TIP: the application for suspension of work should be handed to the manager or secretary against signature. If for some reason this is impossible (for example, the boss refuses to sign), you need to use postal services by sending a registered letter with a mark of delivery to the addressee. Otherwise, it will be almost impossible to prove proper notice to the employer of the intention to suspend work.

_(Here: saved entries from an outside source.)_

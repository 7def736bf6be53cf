use std::time::Duration;

/// Shared HTTP client.
///
/// The server keeps the produced summary in its session cookie, so uploads
/// and summary page loads must go through the same cookie store. No total
/// request timeout is set; only connecting is bounded.
pub fn build_client(connect_timeout: Duration) -> Result<reqwest::Client, reqwest::Error> {
    reqwest::Client::builder()
        .connect_timeout(connect_timeout)
        .cookie_store(true)
        .build()
}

Important: not all categories of employees have the right to suspend work due to non-payment of wages. In accordance with Article 142 of the Labor Code of the Russian Federation, this is prohibited:

  • civil servants;
  • employees whose job responsibilities ensure people's livelihoods (gas, electricity, water, heat supply, ambulance and emergency medical care, etc.);
  • employees employed in particularly hazardous industries.

Going to court

Court proceedings are a fairly lengthy procedure, so it is better to combine filing a statement of claim with suspension of work. But first it’s worth finding out some nuances that are important for the outcome of the case:

  1. Has the salary been accrued? For cases where there are no disputes about the existence of a salary debt, as well as its amount, a simplified procedure for proceedings is provided. That is, writs of execution can be issued almost immediately.
  2. Is the non-payment of wages related to the withholding of part of it (especially relevant for partial delays). Maximum size deductions cannot exceed 50% of the total salary. In addition, in accordance with Article 137 of the Labor Code of the Russian Federation, deductions are made exclusively in the following cases:
  • return of overpaid advance for travel expenses;
  • return of overpaid amounts due to calculation errors;
  • upon dismissal - upon payment of actual wages days not worked(except for dismissal due to staff reduction, change of owner or liquidation of the enterprise, conscription into the army, health status).

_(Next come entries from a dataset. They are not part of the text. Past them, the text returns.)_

use std::io::{self, BufRead};
use std::sync::mpsc::{self, RecvTimeoutError};
use std::thread;
use std::time::Duration;

use resumo_core::{update, AppState, MissingElement, Msg, PageElements, ResumoActions};
use resumo_engine::EngineHandle;
use resumo_logging::{resumo_info, resumo_warn};

use super::clipboard::SystemClipboard;
use super::config::AppConfig;
use super::console::{load_selected_file, ConsoleCommand, ParseError, HELP};
use super::effects::{EffectRunner, HostEvent, Navigation};
use super::logging;
use super::navigation::{is_summary_location, History};
use super::render::{render, render_summary};

const POLL_INTERVAL: Duration = Duration::from_millis(50);

pub fn run_app() -> anyhow::Result<()> {
    let config = AppConfig::load()?;
    logging::initialize(config.log_destination);
    resumo_info!(
        "Starting resumo_app server={} downloads={:?}",
        config.server_url,
        config.download_dir
    );

    let engine = EngineHandle::new(config.upload_settings()?)?;
    let runner = EffectRunner::new(
        engine,
        config.download_dir.clone(),
        Box::new(SystemClipboard),
    );
    let mut host = Host::new(runner);

    // Console input plays the part of the page's event source.
    let (line_tx, line_rx) = mpsc::channel::<String>();
    thread::spawn(move || {
        for line in io::stdin().lock().lines() {
            let Ok(line) = line else { break };
            if line_tx.send(line).is_err() {
                break;
            }
        }
    });

    println!("{HELP}");
    print_lines(host.show());

    let mut input_closed = false;
    while !host.quit_requested() {
        if input_closed {
            // Keep pumping until pending work settles.
            if !host.is_busy() {
                break;
            }
            thread::sleep(POLL_INTERVAL);
        } else {
            match line_rx.recv_timeout(POLL_INTERVAL) {
                Ok(line) => print_lines(host.handle_line(&line)),
                Err(RecvTimeoutError::Timeout) => {}
                Err(RecvTimeoutError::Disconnected) => input_closed = true,
            }
        }
        print_lines(host.pump());
    }

    resumo_info!("resumo_app exiting");
    Ok(())
}

fn print_lines(lines: Vec<String>) {
    for line in lines {
        println!("{line}");
    }
}

enum Page {
    Upload,
    SummaryLoading,
    Summary(ResumoActions),
    /// The summary page could not be fetched.
    SummaryUnavailable,
}

/// One browser tab: the current page, its history and its side effects.
struct Host {
    state: AppState,
    page: Page,
    history: History,
    runner: EffectRunner,
    quit: bool,
}

impl Host {
    fn new(runner: EffectRunner) -> Self {
        let mut host = Self {
            state: AppState::with_elements(PageElements::upload_page()),
            page: Page::Upload,
            history: History::default(),
            runner,
            quit: false,
        };
        let location = host.history.current().to_string();
        host.dispatch(Msg::PageShown {
            location,
            referrer: None,
        });
        host
    }

    fn quit_requested(&self) -> bool {
        self.quit
    }

    fn is_busy(&self) -> bool {
        self.runner.uploads_in_flight() > 0 || matches!(self.page, Page::SummaryLoading)
    }

    fn show(&self) -> Vec<String> {
        match &self.page {
            Page::Upload => render(&self.state.view()),
            Page::Summary(actions) => render_summary(self.history.current(), actions),
            Page::SummaryLoading => vec![format!("Loading {} ...", self.history.current())],
            Page::SummaryUnavailable => vec![
                format!("== {} ==", self.history.current()),
                "Summary unavailable".to_string(),
            ],
        }
    }

    fn handle_line(&mut self, line: &str) -> Vec<String> {
        match ConsoleCommand::parse(line) {
            Ok(command) => self.handle_command(command),
            Err(ParseError::Empty) => Vec::new(),
            Err(ParseError::MissingArgument(command)) => {
                vec![format!("{command}: missing file path")]
            }
            Err(ParseError::Unknown(word)) => vec![format!("unknown command {word:?}; {HELP}")],
        }
    }

    fn handle_command(&mut self, command: ConsoleCommand) -> Vec<String> {
        match command {
            ConsoleCommand::Pick(path) => match load_selected_file(&path) {
                Ok(file) => self.dispatch(Msg::FileInputChanged(vec![file])),
                Err(err) => vec![format!("cannot read {}: {err}", path.display())],
            },
            ConsoleCommand::Drop(path) => match load_selected_file(&path) {
                Ok(file) => self.dispatch(Msg::Dropped(vec![file])),
                Err(err) => {
                    // The drag still ends.
                    let mut out = self.dispatch(Msg::DragLeft);
                    out.push(format!("cannot read {}: {err}", path.display()));
                    out
                }
            },
            ConsoleCommand::DragEnter => self.dispatch(Msg::DragEntered),
            ConsoleCommand::DragOver => self.dispatch(Msg::DragOver),
            ConsoleCommand::DragLeave => self.dispatch(Msg::DragLeft),
            ConsoleCommand::Back => self.dispatch(Msg::BackClicked),
            ConsoleCommand::Edit(text) => match self.summary_actions() {
                Ok(actions) => {
                    actions.set_text(text);
                    self.show()
                }
                Err(reason) => vec![reason],
            },
            ConsoleCommand::Copy => match self.summary_actions() {
                Ok(actions) => {
                    let effect = actions.copy();
                    let copied = actions.text().chars().count();
                    self.runner.run(vec![effect]);
                    vec![format!("Copied {copied} characters")]
                }
                Err(reason) => vec![reason],
            },
            ConsoleCommand::Save => match self.summary_actions() {
                Ok(actions) => {
                    let effect = actions.save_as_file();
                    self.runner.run(vec![effect]);
                    vec![format!("Saved {}", resumo_core::SUMMARY_FILENAME)]
                }
                Err(reason) => vec![reason],
            },
            ConsoleCommand::Show => self.show(),
            ConsoleCommand::Help => vec![HELP.to_string()],
            ConsoleCommand::Quit => {
                self.quit = true;
                Vec::new()
            }
        }
    }

    fn summary_actions(&mut self) -> Result<&mut ResumoActions, String> {
        match &mut self.page {
            Page::Summary(actions) => Ok(actions),
            Page::SummaryLoading => Err("summary is still loading".to_string()),
            Page::Upload | Page::SummaryUnavailable => {
                Err(MissingElement::SummaryText.to_string())
            }
        }
    }

    fn dispatch(&mut self, msg: Msg) -> Vec<String> {
        let state = std::mem::take(&mut self.state);
        let (mut state, effects) = update(state, msg);
        let was_dirty = state.consume_dirty();
        self.state = state;

        match self.runner.run(effects) {
            Some(navigation) => self.navigate(navigation),
            None if was_dirty && matches!(self.page, Page::Upload) => self.show(),
            None => Vec::new(),
        }
    }

    fn navigate(&mut self, navigation: Navigation) -> Vec<String> {
        match navigation {
            Navigation::To(location) => {
                self.history.push(location.clone());
                self.open(location)
            }
            Navigation::Back => match self.history.back() {
                Some(location) => {
                    let location = location.to_string();
                    self.open(location)
                }
                None => vec!["no previous page".to_string()],
            },
        }
    }

    fn open(&mut self, location: String) -> Vec<String> {
        self.runner.unload_page();
        let referrer = self.history.referrer().map(str::to_string);

        let elements = if is_summary_location(&location) {
            self.runner.load_summary(&location);
            self.page = Page::SummaryLoading;
            PageElements::summary_page()
        } else {
            self.page = Page::Upload;
            PageElements::upload_page()
        };
        self.state = AppState::with_elements(elements);

        let mut out = self.dispatch(Msg::PageShown { location, referrer });
        if matches!(self.page, Page::SummaryLoading) {
            out.extend(self.show());
        }
        out
    }

    fn pump(&mut self) -> Vec<String> {
        let mut out = Vec::new();
        while let Some(event) = self.runner.poll() {
            out.extend(self.handle_host_event(event));
        }
        out
    }

    fn handle_host_event(&mut self, event: HostEvent) -> Vec<String> {
        match event {
            HostEvent::Msg(msg) => self.dispatch(msg),
            HostEvent::SummaryLoaded { url, text } => {
                if !self.is_loading(&url) {
                    return Vec::new();
                }
                match ResumoActions::bind(&self.state.elements(), text) {
                    Ok(actions) => {
                        self.page = Page::Summary(actions);
                        self.show()
                    }
                    Err(err) => vec![err.to_string()],
                }
            }
            HostEvent::SummaryFailed { url, reason } => {
                resumo_warn!("Could not load {}: {}", url, reason);
                if !self.is_loading(&url) {
                    return Vec::new();
                }
                self.page = Page::SummaryUnavailable;
                vec![format!("Could not load {url}: {reason}")]
            }
        }
    }

    // Late results for a page already left are ignored.
    fn is_loading(&self, url: &str) -> bool {
        matches!(self.page, Page::SummaryLoading) && url == self.history.current()
    }
}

In addition, deductions can be made on the basis of a writ of execution received by the employer. Overpaid wages are not subject to return (except for cases where the employee’s guilt in committing unlawful actions is established in court).

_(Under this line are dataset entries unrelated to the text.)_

use std::fs;
use std::path::{Path, PathBuf};
use std::time::Duration;

use resumo_engine::UploadSettings;
use serde::Deserialize;
use thiserror::Error;
use url::Url;

use super::logging::LogDestination;

pub const CONFIG_ENV_VAR: &str = "RESUMO_CONFIG";
pub const SERVER_ENV_VAR: &str = "RESUMO_SERVER";
const DEFAULT_CONFIG_FILE: &str = "resumo.ron";

#[derive(Debug, Error)]
pub enum ConfigError {
    #[error("could not read config {path:?}: {source}")]
    Read {
        path: PathBuf,
        source: std::io::Error,
    },
    #[error("could not parse config {path:?}: {source}")]
    Parse {
        path: PathBuf,
        source: ron::error::SpannedError,
    },
    #[error("invalid server url {url:?}: {source}")]
    ServerUrl {
        url: String,
        source: url::ParseError,
    },
}

#[derive(Debug, Clone, PartialEq, Eq, Deserialize)]
#[serde(default)]
pub struct AppConfig {
    pub server_url: String,
    pub download_dir: PathBuf,
    pub connect_timeout_secs: u64,
    pub log_destination: LogDestination,
}

impl Default for AppConfig {
    fn default() -> Self {
        Self {
            server_url: "http://127.0.0.1:5000".to_string(),
            download_dir: PathBuf::from("downloads"),
            connect_timeout_secs: 10,
            log_destination: LogDestination::File,
        }
    }
}

impl AppConfig {
    /// Reads the config file named by `RESUMO_CONFIG` (or `resumo.ron`) and
    /// applies `RESUMO_SERVER`. A missing file means defaults.
    pub fn load() -> Result<Self, ConfigError> {
        let path = std::env::var_os(CONFIG_ENV_VAR)
            .map(PathBuf::from)
            .unwrap_or_else(|| PathBuf::from(DEFAULT_CONFIG_FILE));
        let mut config = Self::from_file(&path)?;
        if let Ok(server) = std::env::var(SERVER_ENV_VAR) {
            config.server_url = server;
        }
        Ok(config)
    }

    pub fn from_file(path: &Path) -> Result<Self, ConfigError> {
        match fs::read_to_string(path) {
            Ok(text) => Self::parse(&text).map_err(|source| ConfigError::Parse {
                path: path.to_path_buf(),
                source,
            }),
            Err(err) if err.kind() == std::io::ErrorKind::NotFound => Ok(Self::default()),
            Err(source) => Err(ConfigError::Read {
                path: path.to_path_buf(),
                source,
            }),
        }
    }

    pub fn parse(text: &str) -> Result<Self, ron::error::SpannedError> {
        ron::from_str(text)
    }

    pub fn upload_settings(&self) -> Result<UploadSettings, ConfigError> {
        let base_url = Url::parse(&self.server_url).map_err(|source| ConfigError::ServerUrl {
            url: self.server_url.clone(),
            source,
        })?;
        let mut settings = UploadSettings::new(base_url);
        settings.connect_timeout = Duration::from_secs(self.connect_timeout_secs);
        Ok(settings)
    }
}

Wages not paid upon dismissal: what to do

In accordance with Article 140 of the Labor Code of the Russian Federation, wages and other amounts of money due to the employee must be paid directly on the day of dismissal.

Payments due

The employer is obliged to fully pay the employee upon dismissal:

  • wages for all actually worked days of the previous month (as well as pay off wage arrears, if any);
  • annual payment (13th salary), if provided for by a collective agreement, bonus regulations or other local act of the enterprise - in proportion to the time worked during the year preceding dismissal;
  • compensation for unused vacations.

In addition, in accordance with Article 178 of the Labor Code of the Russian Federation, in the event of dismissal due to staff reduction or liquidation of the organization, the employee has the right to receive:

  • severance pay in the amount of average monthly earnings;
  • benefits for the period of employment - also in the amount of average monthly earnings (after 2 months after dismissal).

IMPORTANT! If an employee is registered as unemployed within 14 days from the date of dismissal (contacted the employment center), but was not employed, the benefit for the period of employment is paid within 3 months.

If the employer fails to provide all payments due, the dismissed employee has the right to take the same actions as an existing employee in the event of non-payment of wages.

However, before going to court or the prosecutor's office with a complaint against the actions of the employer, it is necessary to submit a claim to the latter demanding payment of all due amounts of money in full. Otherwise, there is a possibility of losing part of the payments if the employer claims that the employee himself did not appear to receive the payment.